Sadly, newspapers are experiencing a host of challenges in the Information Age. It was no small feat that the Joint Debtors were able to find a buyer at a reasonable price. The lack of interest in the bidding process, and the departure of the Stalking Horse Bidder, confirm that time was indeed of the essence to this transaction; the delay caused by the traditional Chapter 11 plan process would doubtless have further chilled interest. There was, indeed, a "need for speed," as the Joint Debtors were diminishing in value the longer their untenable financial position continued.

Respecting due process, notice was spread far and wide not only through the traditional channels but through the intense media scrutiny that developed about the proceeding. No interested party seriously contended that a slower pace was the wisest course.

Respecting the content of the APA and the marketing process, no concerns arise. The APA and related documents answered all material questions, supplemented by further information provided upon request. No one has objected to a lack of clarity in those written materials. Additionally, as noted, the sale itself was achieved by auction, through which competitive bids were encouraged and, in fact, received. Further, prior to the petition filing and the sale, it is uncontested that the assets were aggressively and thoroughly marketed. The auction process undoubtedly produced the highest price possible for the vast majority of the Joint Debtors' assets and, despite MediaNews recent protestations, a far greater purchase price was garnered through this method than would have resulted from a Chapter 7 liquidation.

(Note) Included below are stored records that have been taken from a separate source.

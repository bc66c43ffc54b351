//! Typed errors raised by the client.
//!
//! Every error exposes the same four fields: a numeric `code`, a stable
//! `message_id`, a human `message` and an `extra` context map. Callers match
//! on `message_id` (or on [`ErrorKind`]) rather than on Rust types.

mod registry;

use serde::Serialize;
use serde_json::Value;
use std::collections::BTreeMap;

use crate::http::Headers;

pub use registry::{ErrorKind, REGISTRY, classify_status};

/// Diagnostic context attached to an error.
pub type Extra = BTreeMap<String, Value>;

/// Builds the context every attempt error carries.
pub fn base_extra(url: &str, server: &str, method: &str) -> Extra {
    let mut extra = Extra::new();
    extra.insert("url".to_string(), Value::from(url));
    extra.insert("server".to_string(), Value::from(server));
    extra.insert("method".to_string(), Value::from(method));
    extra
}

/// An error derived from an HTTP status, or from a failed exchange that is
/// reported as one.
#[derive(Debug, Clone, PartialEq, thiserror::Error)]
#[error("{kind}: {message}")]
pub struct HttpError {
    kind: ErrorKind,
    code: u16,
    message: String,
    extra: Extra,
}

impl HttpError {
    /// The taxonomy entry this error was classified as.
    pub fn kind(&self) -> ErrorKind {
        self.kind
    }

    /// The status code. For unregistered statuses this is the raw code, not
    /// the fallback kind's.
    pub fn code(&self) -> u16 {
        self.code
    }

    /// Stable identifier of the kind.
    pub fn message_id(&self) -> &'static str {
        self.kind.message_id
    }

    /// The response body, or the reason phrase when there was none.
    pub fn message(&self) -> &str {
        &self.message
    }

    /// Diagnostic context about the request and response.
    pub fn extra(&self) -> &Extra {
        &self.extra
    }
}

/// Builds an error from a status code.
///
/// Never fails: unregistered codes produce an [`ErrorKind::UNKNOWN`] error
/// that still carries `code`. A missing or empty message falls back to the
/// kind's reason phrase. `extra` is stored as given.
pub fn from_status(code: u16, message: Option<&str>, extra: Extra) -> HttpError {
    let kind = ErrorKind::lookup(code).unwrap_or(ErrorKind::UNKNOWN);
    let message = match message {
        Some(m) if !m.is_empty() => m.to_string(),
        _ => kind.reason.to_string(),
    };
    HttpError {
        kind,
        code,
        message,
        extra,
    }
}

/// The transport raised before any response existed.
pub fn transport_failure(message: Option<&str>, extra: Extra) -> HttpError {
    from_status(ErrorKind::INTERNAL_SERVER_ERROR.code, message, extra)
}

/// The transport returned no response object at all.
pub fn empty_response(extra: Extra) -> HttpError {
    from_status(ErrorKind::MISDIRECTED_REQUEST.code, None, extra)
}

/// Builds the error for a response with a status of 300 or more.
///
/// The decoded body becomes the message verbatim and is also recorded under
/// `response`. `extra` is expected to hold `url`, `server` and `method`.
pub fn from_response(
    status: u16,
    headers: &Headers,
    body: &str,
    payload: Option<Value>,
    mut extra: Extra,
) -> HttpError {
    let header_map = headers
        .iter()
        .map(|(k, v)| (k.clone(), Value::from(v.as_str())))
        .collect::<serde_json::Map<_, _>>();
    let request_id = headers
        .iter()
        .find(|(k, _)| k.eq_ignore_ascii_case("x-request-id"))
        .map(|(_, v)| Value::from(v.as_str()))
        .unwrap_or(Value::Null);

    extra.insert("headers".to_string(), Value::Object(header_map));
    extra.insert("payload".to_string(), payload.unwrap_or(Value::Null));
    extra.insert("request_id".to_string(), request_id);
    extra.insert("response".to_string(), Value::from(body));

    from_status(status, Some(body), extra)
}

/// Failures outside the HTTP taxonomy: a client that cannot attempt the
/// request at all, or a call cancelled by its owner.
#[derive(Debug, Clone, PartialEq, thiserror::Error)]
#[error("{message}")]
pub struct InternalError {
    code: u16,
    message_id: &'static str,
    message: String,
    extra: Extra,
}

impl InternalError {
    pub const MISCONFIGURED_ID: &'static str = "ERR-29885";
    pub const CANCELLED_ID: &'static str = "ERR-49901";

    /// The retry budget is zero or negative, so no attempt was made.
    pub fn misconfigured(method: &str, url: &str, retries: i64, extra: Extra) -> Self {
        Self {
            code: 500,
            message_id: Self::MISCONFIGURED_ID,
            message: format!(
                "Unexpected error, failed to perform request '{}' on '{}' after {} retries",
                method, url, retries
            ),
            extra,
        }
    }

    /// The caller cancelled the call before it completed.
    pub fn cancelled(method: &str, url: &str, extra: Extra) -> Self {
        Self {
            code: 499,
            message_id: Self::CANCELLED_ID,
            message: format!("Request '{}' on '{}' was cancelled", method, url),
            extra,
        }
    }

    /// 499 for cancellation, 500 otherwise.
    pub fn code(&self) -> u16 {
        self.code
    }

    /// `ERR-29885` or `ERR-49901`.
    pub fn message_id(&self) -> &'static str {
        self.message_id
    }

    pub fn message(&self) -> &str {
        &self.message
    }

    pub fn extra(&self) -> &Extra {
        &self.extra
    }
}

/// Error returned by [`crate::http::HttpClient`].
#[derive(Debug, Clone, PartialEq, thiserror::Error)]
pub enum Error {
    #[error(transparent)]
    Http(#[from] HttpError),
    #[error(transparent)]
    Internal(#[from] InternalError),
}

impl Error {
    /// Numeric code of the underlying error.
    pub fn code(&self) -> u16 {
        match self {
            Error::Http(e) => e.code(),
            Error::Internal(e) => e.code(),
        }
    }

    /// Stable identifier callers branch on.
    pub fn message_id(&self) -> &'static str {
        match self {
            Error::Http(e) => e.message_id(),
            Error::Internal(e) => e.message_id(),
        }
    }

    /// Human-readable message.
    pub fn message(&self) -> &str {
        match self {
            Error::Http(e) => e.message(),
            Error::Internal(e) => e.message(),
        }
    }

    /// Diagnostic context map.
    pub fn extra(&self) -> &Extra {
        match self {
            Error::Http(e) => e.extra(),
            Error::Internal(e) => e.extra(),
        }
    }

    /// The taxonomy kind, or `None` for internal errors.
    pub fn kind(&self) -> Option<ErrorKind> {
        match self {
            Error::Http(e) => Some(e.kind()),
            Error::Internal(_) => None,
        }
    }

    /// HTTP-derived errors may be retried; internal errors never are.
    pub fn is_retryable(&self) -> bool {
        matches!(self, Error::Http(_))
    }
}

impl Serialize for Error {
    fn serialize<S: serde::Serializer>(&self, serializer: S) -> Result<S::Ok, S::Error> {
        #[derive(Serialize)]
        struct Report<'a> {
            code: u16,
            message_id: &'a str,
            message: &'a str,
            extra: &'a Extra,
        }

        Report {
            code: self.code(),
            message_id: self.message_id(),
            message: self.message(),
            extra: self.extra(),
        }
        .serialize(serializer)
    }
}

This is not a situation where United Bank, the main creditor, manipulated the Joint Debtors into selling assets outside of a Chapter 11 Plan solely for its own benefit. Instead, the Charleston area has reaped the reward of continuing a wide circulation newspaper, hundreds of employees continue to earn a paycheck to support their families, and contracts with local vendors have been salvaged, among many other dividends. Further, there remain assets to administer in the Joint Debtors' estate, potentially for the benefit of creditors. Indeed, as United Bank notes in its Response, it would likely have been better off financially if either the sale had been consummated with the Stalking Horse Bidder outside the reorganization process or if the cases were converted to Chapter 7 post-closing.

This case is simply not susceptible to characterization as a "sell and dismiss" artifice, with its concomitant and impermissible intention of depriving legitimate creditors of a return. Instead, the Joint *550Debtors are attempting to wind down and transfer the business to HD Media with as little disruption as possible. It just so happens, as is often the case in bankruptcy, that all of the major assets are secured by liens in favor of one creditor. If this lone consideration was the hallmark of an impermissible section 363(b) sale, or of an outcome generally violative of the Bankruptcy Code, then our commercial landscape would look vastly different than it does today. And although MediaNews seeks to hold the sale proceeds in reserve for later distribution, it offers no strong justification for doing so.

MediaNews cites several decisions in support of its contrary position. None of them are either binding or analogous to the circumstances here presented.

Having considered the foregoing and additional factors, the process leading to the sale, and the sale itself, raise no concerns for the Court; indeed a result has materialized that perhaps few thought possible. The Court, accordingly, finds that there is abundant business justifications for the section 363(b) sale. Those same factors and others also weigh favorably in approving the proposed disbursement.

III.

Inasmuch as the proposed distribution neither violates the Bankruptcy Code nor the decision in the Jevic case, and that the sale and proposed distribution are supported by sound business justifications and reason,

IT IS ORDERED that the Joint Debtors' Motion to Authorize Disbursement of Net Sale Proceeds [dckt. 152] be, and is hereby, GRANTED.